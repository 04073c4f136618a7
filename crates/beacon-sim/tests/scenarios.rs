use beacon_core::geometry::position_error;
use beacon_sim::{
    generate_sensor_data, run_filter, run_scenario, simulate_agent, ScenarioConfig, SweepParam,
};

#[test]
fn test_convergence_with_sensor_noise() {
    let scenario = ScenarioConfig::convergence();
    let res = run_scenario(&scenario).unwrap();

    let err = res.final_position_error().unwrap();
    assert!(err < 1.0, "final position error {err} >= 1.0");
    assert!(
        res.final_trace() < res.initial_trace,
        "trace {} did not drop below {}",
        res.final_trace(),
        res.initial_trace
    );
    assert!(res.final_trace() < 15.0);
}

#[test]
fn test_convergence_repeats_with_seed() {
    let scenario = ScenarioConfig::convergence();
    let a = run_scenario(&scenario).unwrap();
    let b = run_scenario(&scenario).unwrap();
    assert_eq!(a.estimate, b.estimate);
    assert_eq!(a.final_samples, b.final_samples);
}

#[test]
fn test_joseph_form_converges() {
    let mut scenario = ScenarioConfig::convergence();
    scenario.covariance_update = beacon_sim::CovarianceForm::Joseph;
    let res = run_scenario(&scenario).unwrap();
    assert!(res.final_position_error().unwrap() < 1.0);
}

#[test]
fn test_arena_tracks_slalom() {
    let scenario = ScenarioConfig::arena();
    let sim = simulate_agent(&scenario.agent_params());
    let data = generate_sensor_data(&sim, &scenario.world().landmarks, &scenario.sensor).unwrap();
    let res = run_filter(&sim, &data, &scenario).unwrap();

    assert_eq!(res.len(), 600);
    let err = res.final_position_error().unwrap();
    assert!(err < 2.0, "arena final error {err}");
    assert!(res.rmse() < 2.0, "arena rmse {}", res.rmse());

    // Truth actually weaves, it does not drive straight.
    let start = sim.pose[0];
    let end = *sim.final_pose().unwrap();
    assert!(position_error(&start, &end) < 600.0);
}

#[test]
fn test_measurement_noise_sweep_runs() {
    let spec = SweepParam::MeasurementNoise.spec();
    for value in [spec.min, 1.0, spec.max] {
        let mut scenario = ScenarioConfig::convergence();
        scenario.apply(SweepParam::MeasurementNoise, value).unwrap();
        let res = run_scenario(&scenario).unwrap();
        assert!(res.rmse().is_finite());
        assert!(res.final_covariance.iter().all(|v| v.is_finite()));
    }
}
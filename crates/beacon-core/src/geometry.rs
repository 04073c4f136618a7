//! Angle and planar pose helpers shared by the models and the harness.

use std::f64::consts::{PI, TAU};

use nalgebra::Rotation2;

use crate::{Pose, Scalar, Vector2r};

/// Wrap an angle into (-π, π].
///
/// Angles already in range come back unchanged, so the function is exactly
/// idempotent. NaN and infinities yield NaN.
pub fn normalize_angle(angle: Scalar) -> Scalar {
    if angle > -PI && angle <= PI {
        return angle;
    }
    let wrapped = angle.rem_euclid(TAU);
    if wrapped > PI {
        wrapped - TAU
    } else {
        wrapped
    }
}

/// Smallest signed rotation taking `b` to `a`.
pub fn angle_diff(a: Scalar, b: Scalar) -> Scalar {
    normalize_angle(a - b)
}

/// Express a world-frame point in the body frame of `pose`.
pub fn to_body_frame(pose: &Pose, point: &Vector2r) -> Vector2r {
    let rot = Rotation2::new(pose.z);
    rot.inverse() * (point - pose.xy())
}

/// Express a body-frame point of `pose` in the world frame.
pub fn to_world_frame(pose: &Pose, point: &Vector2r) -> Vector2r {
    let rot = Rotation2::new(pose.z);
    rot * *point + pose.xy()
}

/// Apply a body-frame increment (dx, dy, dθ) to `pose`.
pub fn compose(pose: &Pose, delta: &Pose) -> Pose {
    let xy = to_world_frame(pose, &delta.xy());
    Pose::new(xy.x, xy.y, normalize_angle(pose.z + delta.z))
}

/// Euclidean distance between the positions of two poses.
pub fn position_error(a: &Pose, b: &Pose) -> Scalar {
    (a.xy() - b.xy()).norm()
}

/// Heading error between two poses, wrapped.
pub fn heading_error(a: &Pose, b: &Pose) -> Scalar {
    angle_diff(a.z, b.z).abs()
}
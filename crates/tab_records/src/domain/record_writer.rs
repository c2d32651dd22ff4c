use crate::{domain::LineHandle, errors::RecordResult};

/// Domain trait for sequential record writing
pub trait RecordWriter: LineHandle {
    /// Append one record built from `fields`
    ///
    /// An empty slice still produces a line (a bare line terminator).
    ///
    /// # Returns
    /// * `Ok(())` - The line was handed to the underlying stream
    /// * `Err(RecordError::NotOpen)` - No file is open
    /// * `Err(RecordError::Io)` - The line could not be written
    fn write(&mut self, fields: &[&str]) -> RecordResult<()>;
}
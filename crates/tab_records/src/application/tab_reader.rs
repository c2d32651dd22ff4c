use std::fs::File;
use std::io::{self, BufReader};
use std::path::{Path, PathBuf};

use crate::{
    domain::{LineHandle, Record, RecordReader},
    errors::{RecordError, RecordResult},
    utils::line_format::{parse_line, read_line},
};

struct OpenReader {
    path: PathBuf,
    lines: BufReader<File>,
}

/// Tab-delimited implementation of [`RecordReader`]
///
/// Reads the file line by line through a buffered stream; nothing beyond the
/// current line is held in memory.
#[derive(Default)]
pub struct TabRecordReader {
    stream: Option<OpenReader>,
    line: Vec<u8>,
}

impl TabRecordReader {
    /// Create an unopened reader
    pub fn new() -> Self {
        Self::default()
    }

    /// Create a reader already opened on `path`
    pub fn open_at(path: &Path) -> RecordResult<Self> {
        let mut reader = Self::new();
        reader.open(path)?;
        Ok(reader)
    }

    /// Path of the open file, if any
    pub fn path(&self) -> Option<&Path> {
        self.stream.as_ref().map(|s| s.path.as_path())
    }
}

impl LineHandle for TabRecordReader {
    fn open(&mut self, path: &Path) -> RecordResult<()> {
        self.close()?;

        let file = File::open(path).map_err(|e| RecordError::from_read_open(e, path))?;
        tracing::debug!(path = %path.display(), "opened record file for reading");

        self.stream = Some(OpenReader {
            path: path.to_path_buf(),
            lines: BufReader::new(file),
        });
        Ok(())
    }

    fn close(&mut self) -> RecordResult<()> {
        if let Some(stream) = self.stream.take() {
            tracing::debug!(path = %stream.path.display(), "closed record reader");
        }
        self.line.clear();
        Ok(())
    }

    fn is_open(&self) -> bool {
        self.stream.is_some()
    }
}

impl RecordReader for TabRecordReader {
    fn read(&mut self) -> RecordResult<Option<Record>> {
        let stream = self
            .stream
            .as_mut()
            .ok_or(RecordError::NotOpen { operation: "read" })?;

        let found = read_line(&mut stream.lines, &mut self.line)
            .map_err(|e| RecordError::io(e, &stream.path))?;
        if !found {
            return Ok(None);
        }

        let line = std::str::from_utf8(&self.line).map_err(|e| {
            RecordError::io(io::Error::new(io::ErrorKind::InvalidData, e), &stream.path)
        })?;
        let record = parse_line(line);
        tracing::trace!(?record, "read record");
        Ok(Some(record))
    }
}
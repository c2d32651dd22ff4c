//! Tab-delimited line format
//!
//! One record per line, columns separated by a single horizontal tab. There is
//! no quoting and no escaping: a field that already contains a tab or a line
//! break is written verbatim and reads back as a different record.

use std::io::{self, BufRead};

use crate::domain::Record;

/// Column delimiter
pub const DELIMITER: &str = "\t";

/// Line terminator appended after every written record
#[cfg(windows)]
pub const LINE_TERMINATOR: &str = "\r\n";
#[cfg(not(windows))]
pub const LINE_TERMINATOR: &str = "\n";

/// Split a line into a record.
///
/// The first segment always becomes `first`, so an empty line yields an empty
/// first column. The second segment, if present, becomes `second`. Anything
/// after the second segment is dropped.
pub fn parse_line(line: &str) -> Record {
    let mut segments = line.split(DELIMITER);
    let first = segments.next().unwrap_or_default();
    let second = segments.next().map(str::to_owned);
    Record::new(first, second)
}

/// Join fields into a line, without the terminator
pub fn format_line(fields: &[&str]) -> String {
    fields.join(DELIMITER)
}

/// Read one line into `line`, without its terminator.
///
/// A line ends at `\n`, `\r\n` or a lone `\r`. Returns `false` once the input
/// is exhausted.
pub fn read_line<B: BufRead>(input: &mut B, line: &mut Vec<u8>) -> io::Result<bool> {
    line.clear();
    let mut consumed_any = false;
    loop {
        let buf = input.fill_buf()?;
        if buf.is_empty() {
            return Ok(consumed_any);
        }
        consumed_any = true;

        if let Some(pos) = buf.iter().position(|&b| b == b'\n' || b == b'\r') {
            let terminator = buf[pos];
            line.extend_from_slice(&buf[..pos]);
            input.consume(pos + 1);
            if terminator == b'\r' && input.fill_buf()?.first() == Some(&b'\n') {
                input.consume(1);
            }
            return Ok(true);
        }

        let len = buf.len();
        line.extend_from_slice(buf);
        input.consume(len);
    }
}
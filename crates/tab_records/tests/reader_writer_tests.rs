use std::fs;
use std::path::PathBuf;

use tab_records::utils::line_format::LINE_TERMINATOR;
use tab_records::{Mode, Record, RecordError, RecordReaderWriter};
use tempfile::TempDir;

const CONTACTS: &str = "Shelby Macias\t3027 Lorem St.|Kokomo|Hertfordshire|L9T 3D5|England\n\
Porter Coffey\tAp #827-9064 Sapien. Rd.|Palo Alto|Fl.|HM0G 0YR|Scotland\n";

fn scratch(temp_dir: &TempDir, name: &str, content: Option<&str>) -> PathBuf {
    let path = temp_dir.path().join(name);
    if let Some(content) = content {
        fs::write(&path, content).expect("Failed to write test content");
    }
    path
}

fn written_with<I, S>(fields: I) -> String
where
    I: IntoIterator<Item = S>,
    S: AsRef<str>,
{
    let temp_dir = TempDir::new().expect("Failed to create temp dir");
    let path = scratch(&temp_dir, "write_file.tsv", None);
    {
        let mut writer = RecordReaderWriter::from_path(&path, Mode::Write).unwrap();
        writer.write(fields).unwrap();
    }
    fs::read_to_string(&path).unwrap()
}

/// Test constructing in read mode
#[test]
fn test_from_path_read_mode() {
    let temp_dir = TempDir::new().expect("Failed to create temp dir");
    let path = scratch(&temp_dir, "contacts.tsv", Some(CONTACTS));

    let reader = RecordReaderWriter::from_path(&path, Mode::Read).unwrap();
    assert_eq!(reader.mode(), Some(Mode::Read));
}

/// Test constructing in write mode creates the file
#[test]
fn test_from_path_write_mode() {
    let temp_dir = TempDir::new().expect("Failed to create temp dir");
    let path = scratch(&temp_dir, "new.tsv", None);

    let writer = RecordReaderWriter::from_path(&path, Mode::Write).unwrap();
    assert_eq!(writer.mode(), Some(Mode::Write));
    assert!(path.exists());
}

#[test]
fn test_from_path_missing_file_in_read_mode() {
    let temp_dir = TempDir::new().expect("Failed to create temp dir");
    let path = scratch(&temp_dir, "contacts_missing_file.tsv", None);

    let result = RecordReaderWriter::from_path(&path, Mode::Read);
    assert!(matches!(result, Err(RecordError::ResourceNotFound { .. })));

    // Nothing was left holding the path
    let mut writer = RecordReaderWriter::from_path(&path, Mode::Write).unwrap();
    writer.write(["fresh"]).unwrap();
    writer.close().unwrap();
    assert_eq!(
        fs::read_to_string(&path).unwrap(),
        format!("fresh{LINE_TERMINATOR}")
    );
}

#[test]
fn test_write_mode_in_missing_directory_keeps_io_source() {
    let temp_dir = TempDir::new().expect("Failed to create temp dir");
    let path = temp_dir.path().join("no").join("dir").join("x.tsv");

    let err = RecordReaderWriter::from_path(&path, Mode::Write).unwrap_err();
    assert!(matches!(err, RecordError::Io { .. }));
    assert_eq!(err.io_kind(), Some(std::io::ErrorKind::NotFound));
    assert!(std::error::Error::source(&err).is_some());
}

#[test]
fn test_open_missing_file_leaves_unopened() {
    let temp_dir = TempDir::new().expect("Failed to create temp dir");
    let mut reader = RecordReaderWriter::new();

    let result = reader.open(scratch(&temp_dir, "missing.tsv", None), Mode::Read);
    assert!(matches!(result, Err(RecordError::ResourceNotFound { .. })));
    assert!(!reader.is_open());
}

#[test]
fn test_read_values_from_valid_file() {
    let temp_dir = TempDir::new().expect("Failed to create temp dir");
    let path = scratch(&temp_dir, "contacts.tsv", Some(CONTACTS));

    let mut reader = RecordReaderWriter::from_path(&path, Mode::Read).unwrap();
    let record = reader.read().unwrap().expect("expected a record");

    assert_eq!(record.first(), "Shelby Macias");
    assert_eq!(
        record.second().as_deref(),
        Some("3027 Lorem St.|Kokomo|Hertfordshire|L9T 3D5|England")
    );

    let record = reader.read().unwrap().expect("expected a second record");
    assert_eq!(record.first(), "Porter Coffey");
    assert!(reader.read().unwrap().is_none());
}

#[test]
fn test_read_empty_file() {
    let temp_dir = TempDir::new().expect("Failed to create temp dir");
    let path = scratch(&temp_dir, "emptyFile.tsv", Some(""));

    let mut reader = RecordReaderWriter::from_path(&path, Mode::Read).unwrap();
    assert_eq!(reader.read().unwrap(), None);
    assert_eq!(reader.read().unwrap(), None);
}

#[test]
fn test_read_empty_line() {
    let temp_dir = TempDir::new().expect("Failed to create temp dir");
    let path = scratch(&temp_dir, "emptyLine.tsv", Some(LINE_TERMINATOR));

    let mut reader = RecordReaderWriter::from_path(&path, Mode::Read).unwrap();
    let record = reader.read().unwrap().expect("expected a record");

    assert_eq!(record.first(), "");
    assert_eq!(record.second(), &None);
}

#[test]
fn test_write_hello_world() {
    assert_eq!(
        written_with(["hello", "world"]),
        format!("hello\tworld{LINE_TERMINATOR}")
    );
}

#[test]
fn test_write_empty_and_absent_fields() {
    assert_eq!(written_with([] as [&str; 0]), LINE_TERMINATOR);
    assert_eq!(written_with(None::<&str>), LINE_TERMINATOR);
}

#[test]
fn test_absent_fields_read_back_as_empty_record() {
    let temp_dir = TempDir::new().expect("Failed to create temp dir");
    let path = scratch(&temp_dir, "bare.tsv", None);

    let mut reader_writer = RecordReaderWriter::from_path(&path, Mode::Write).unwrap();
    reader_writer.write(None::<String>).unwrap();
    reader_writer.open(&path, Mode::Read).unwrap();

    assert_eq!(reader_writer.read().unwrap(), Some(Record::new("", None)));
    assert_eq!(reader_writer.read().unwrap(), None);
}

#[test]
fn test_read_in_write_mode_is_wrong_mode() {
    let temp_dir = TempDir::new().expect("Failed to create temp dir");
    let path = scratch(&temp_dir, "write_file.tsv", None);

    let mut writer = RecordReaderWriter::from_path(&path, Mode::Write).unwrap();
    writer.write(["kept"]).unwrap();

    let err = writer.read().unwrap_err();
    assert!(matches!(
        err,
        RecordError::WrongMode {
            expected: Mode::Read
        }
    ));
    assert_eq!(err.to_string(), "This instance is not in Read mode");

    // Still usable in its own mode
    writer.write(["after"]).unwrap();
    writer.close().unwrap();
    assert_eq!(
        fs::read_to_string(&path).unwrap(),
        format!("kept{LINE_TERMINATOR}after{LINE_TERMINATOR}")
    );
}

#[test]
fn test_write_in_read_mode_is_wrong_mode() {
    let temp_dir = TempDir::new().expect("Failed to create temp dir");
    let path = scratch(&temp_dir, "contacts.tsv", Some(CONTACTS));

    let mut reader = RecordReaderWriter::from_path(&path, Mode::Read).unwrap();
    let err = reader.write(None::<&str>).unwrap_err();

    assert!(matches!(
        err,
        RecordError::WrongMode {
            expected: Mode::Write
        }
    ));
    assert_eq!(fs::read_to_string(&path).unwrap(), CONTACTS);
    assert!(reader.read().unwrap().is_some());
}

#[test]
fn test_close_is_idempotent() {
    let temp_dir = TempDir::new().expect("Failed to create temp dir");
    let path = scratch(&temp_dir, "contacts.tsv", Some(CONTACTS));

    let mut reader_writer = RecordReaderWriter::new();
    reader_writer.close().unwrap();
    assert_eq!(reader_writer.mode(), None);

    reader_writer.open(&path, Mode::Read).unwrap();
    reader_writer.close().unwrap();
    reader_writer.close().unwrap();
    assert_eq!(reader_writer.mode(), None);
    assert!(matches!(
        reader_writer.read(),
        Err(RecordError::WrongMode { .. })
    ));
}

#[test]
fn test_reopen_switches_mode() {
    let temp_dir = TempDir::new().expect("Failed to create temp dir");
    let source = scratch(&temp_dir, "contacts.tsv", Some(CONTACTS));
    let target = scratch(&temp_dir, "copy.tsv", None);

    let mut reader_writer = RecordReaderWriter::from_path(&source, Mode::Read).unwrap();
    let record = reader_writer.read().unwrap().expect("expected a record");

    reader_writer.open(&target, Mode::Write).unwrap();
    assert_eq!(reader_writer.mode(), Some(Mode::Write));
    reader_writer.write_record(&record).unwrap();

    reader_writer.open(&target, Mode::Read).unwrap();
    assert_eq!(reader_writer.read().unwrap(), Some(record));
}

#[test]
fn test_drop_flushes_written_records() {
    let temp_dir = TempDir::new().expect("Failed to create temp dir");
    let path = scratch(&temp_dir, "dropped.tsv", None);

    {
        let mut writer = RecordReaderWriter::from_path(&path, Mode::Write).unwrap();
        for i in 0..100 {
            writer.write([format!("key{i}"), format!("value{i}")]).unwrap();
        }
    }

    let mut reader = RecordReaderWriter::from_path(&path, Mode::Read).unwrap();
    let mut count = 0;
    while let Some(record) = reader.read().unwrap() {
        assert_eq!(record, Record::pair(format!("key{count}"), format!("value{count}")));
        count += 1;
    }
    assert_eq!(count, 100);
}

#[test]
fn test_embedded_tab_corrupts_record() {
    let temp_dir = TempDir::new().expect("Failed to create temp dir");
    let path = scratch(&temp_dir, "corrupt.tsv", None);

    let mut reader_writer = RecordReaderWriter::from_path(&path, Mode::Write).unwrap();
    reader_writer.write(["a\tb", "c"]).unwrap();
    reader_writer.open(&path, Mode::Read).unwrap();

    assert_eq!(reader_writer.read().unwrap(), Some(Record::pair("a", "b")));
}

══════════

Print the line with "while let Some(record)" and every line after it in the entries above, exactly as written. Leave out all other lines.

    while let Some(record) = reader.read().unwrap() {
        assert_eq!(record, Record::pair(format!("key{count}"), format!("value{count}")));
        count += 1;
    }
    assert_eq!(count, 100);
}

#[test]
fn test_embedded_tab_corrupts_record() {
    let temp_dir = TempDir::new().expect("Failed to create temp dir");
    let path = scratch(&temp_dir, "corrupt.tsv", None);

    let mut reader_writer = RecordReaderWriter::from_path(&path, Mode::Write).unwrap();
    reader_writer.write(["a\tb", "c"]).unwrap();
    reader_writer.open(&path, Mode::Read).unwrap();

    assert_eq!(reader_writer.read().unwrap(), Some(Record::pair("a", "b")));
}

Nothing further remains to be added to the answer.